//! Build automation tasks for the ws2812-kit project.
//!
//! Run with: `cargo xtask <command>`

use clap::{Parser, Subcommand};
use owo_colors::OwoColorize;
use std::process::{Command, ExitCode};

const DEMO_BIN: &str = "ws2812_spi_pico";

#[derive(Parser)]
#[command(name = "xtask")]
#[command(about = "Build automation for ws2812-kit", long_about = None)]
struct Cli {
    #[command(subcommand)]
    command: Commands,
}

#[derive(Subcommand)]
enum Commands {
    /// Run all checks: build lib, the compile-only demo, host tests, docs
    CheckAll,
    /// Build library with specified features
    Build {
        #[arg(long, default_value = "pico1")]
        board: Board,
    },
    /// Run the host tests (no hardware needed)
    Test,
    /// Build UF2 firmware file of the demo for flashing to Pico
    Uf2 {
        #[arg(long, default_value = "pico1")]
        board: Board,
    },
}

#[derive(Clone, Copy, clap::ValueEnum)]
enum Board {
    Pico1,
    Pico2,
}

impl std::fmt::Display for Board {
    fn fmt(&self, f: &mut std::fmt::Formatter<'_>) -> std::fmt::Result {
        match self {
            Board::Pico1 => write!(f, "pico1"),
            Board::Pico2 => write!(f, "pico2"),
        }
    }
}

impl Board {
    // Both boards build for their ARM cores.
    fn target(self) -> &'static str {
        match self {
            Board::Pico1 => "thumbv6m-none-eabi",
            Board::Pico2 => "thumbv8m.main-none-eabihf",
        }
    }
}

fn main() -> ExitCode {
    let cli = Cli::parse();

    match cli.command {
        Commands::CheckAll => check_all(),
        Commands::Build { board } => build_lib(board),
        Commands::Test => host_tests(),
        Commands::Uf2 { board } => build_uf2(board),
    }
}

fn check_all() -> ExitCode {
    let workspace_root = workspace_root();
    let board = Board::Pico1;
    let target = board.target();
    let features = firmware_features(board);

    println!("{}", "==> Building library...".cyan());
    if !run_command(Command::new("cargo").current_dir(&workspace_root).args([
        "build",
        "--lib",
        "--target",
        target,
        "--features",
        &features,
        "--no-default-features",
    ])) {
        return ExitCode::FAILURE;
    }

    println!("\n{}", "==> Building compile-only demo...".cyan());
    if !run_command(Command::new("cargo").current_dir(&workspace_root).args([
        "build",
        "--bin",
        DEMO_BIN,
        "--target",
        target,
        "--features",
        &features,
        "--no-default-features",
    ])) {
        return ExitCode::FAILURE;
    }

    println!("\n{}", "==> Running host tests...".cyan());
    if host_tests() != ExitCode::SUCCESS {
        return ExitCode::FAILURE;
    }

    println!("\n{}", "==> Building documentation...".cyan());
    if !run_command(Command::new("cargo").current_dir(&workspace_root).args([
        "doc",
        "--target",
        target,
        "--no-deps",
        "--features",
        &features,
        "--no-default-features",
    ])) {
        return ExitCode::FAILURE;
    }

    println!("\n{}", "==> All checks passed!".green().bold());
    ExitCode::SUCCESS
}

fn host_tests() -> ExitCode {
    let workspace_root = workspace_root();
    let host_target = host_target();
    match host_target.as_deref() {
        Some(target) => {
            println!(
                "  {}",
                format!("Using host target: {target}").bright_black()
            );
        }
        None => {
            println!(
                "{}",
                "  Unable to detect host target; relying on cargo default.".bright_black()
            );
        }
    }

    let mut test_cmd = Command::new("cargo");
    test_cmd
        .current_dir(&workspace_root)
        .args(["test", "--tests", "--package", "ws2812-kit"]);

    if let Some(target) = host_target {
        test_cmd.arg("--target").arg(target);
    }

    test_cmd.args(["--no-default-features", "--features", "host"]);

    if run_command(&mut test_cmd) {
        ExitCode::SUCCESS
    } else {
        ExitCode::FAILURE
    }
}

fn build_lib(board: Board) -> ExitCode {
    let workspace_root = workspace_root();
    let target = board.target();
    let features = firmware_features(board);
    println!(
        "{}",
        format!("Building library with features: {features}").cyan()
    );

    if run_command(Command::new("cargo").current_dir(&workspace_root).args([
        "build",
        "--lib",
        "--target",
        target,
        "--features",
        &features,
        "--no-default-features",
    ])) {
        println!("{}", "Build successful!".green());
        ExitCode::SUCCESS
    } else {
        ExitCode::FAILURE
    }
}

fn build_uf2(board: Board) -> ExitCode {
    let workspace_root = workspace_root();
    let target = board.target();
    let features = firmware_features(board);

    println!(
        "{}",
        format!("Building UF2 for '{DEMO_BIN}' ({board})").cyan()
    );
    println!("  Features: {}", features.bright_black());
    println!("  Target: {}", target.bright_black());

    // Build in release mode for UF2
    if !run_command(Command::new("cargo").current_dir(&workspace_root).args([
        "build",
        "--bin",
        DEMO_BIN,
        "--release",
        "--target",
        target,
        "--features",
        &features,
        "--no-default-features",
    ])) {
        return ExitCode::FAILURE;
    }

    // Convert to UF2 using elf2uf2-rs
    let elf_path = format!("target/{target}/release/{DEMO_BIN}");
    let uf2_path = format!("{DEMO_BIN}.uf2");

    println!("\n{}", "Converting to UF2 format...".cyan());

    if run_command(
        Command::new("elf2uf2-rs")
            .current_dir(&workspace_root)
            .args([&elf_path, &uf2_path]),
    ) {
        println!("{}", format!("UF2 created: {uf2_path}").green().bold());
        println!("{}", "Ready to drag-and-drop to your Pico!".bright_black());
        ExitCode::SUCCESS
    } else {
        println!(
            "{}",
            "Note: Install elf2uf2-rs with: cargo install elf2uf2-rs".yellow()
        );
        ExitCode::FAILURE
    }
}

fn firmware_features(board: Board) -> String {
    [board.to_string(), "arm".to_string(), "defmt".to_string()].join(",")
}

fn workspace_root() -> std::path::PathBuf {
    // Cargo runs the alias from the workspace root
    std::env::current_dir().expect("Failed to get current directory")
}

fn host_target() -> Option<String> {
    let output = Command::new("rustc").arg("-vV").output().ok()?;
    if !output.status.success() {
        return None;
    }

    let stdout = String::from_utf8_lossy(&output.stdout);
    for line in stdout.lines() {
        if let Some(host) = line.strip_prefix("host: ") {
            return Some(host.trim().to_string());
        }
    }
    None
}

fn run_command(cmd: &mut Command) -> bool {
    match cmd.status() {
        Ok(status) => status.success(),
        Err(e) => {
            eprintln!("{}", format!("Failed to execute command: {e}").red());
            false
        }
    }
}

--------

(WHAT YOU ARE ASKED TO DO):
Filter the records for the string "match" and copy every line that holds it.

(REPLY):
        match self {
        match self {
    match cli.command {
    match host_target.as_deref() {
    match cmd.status() {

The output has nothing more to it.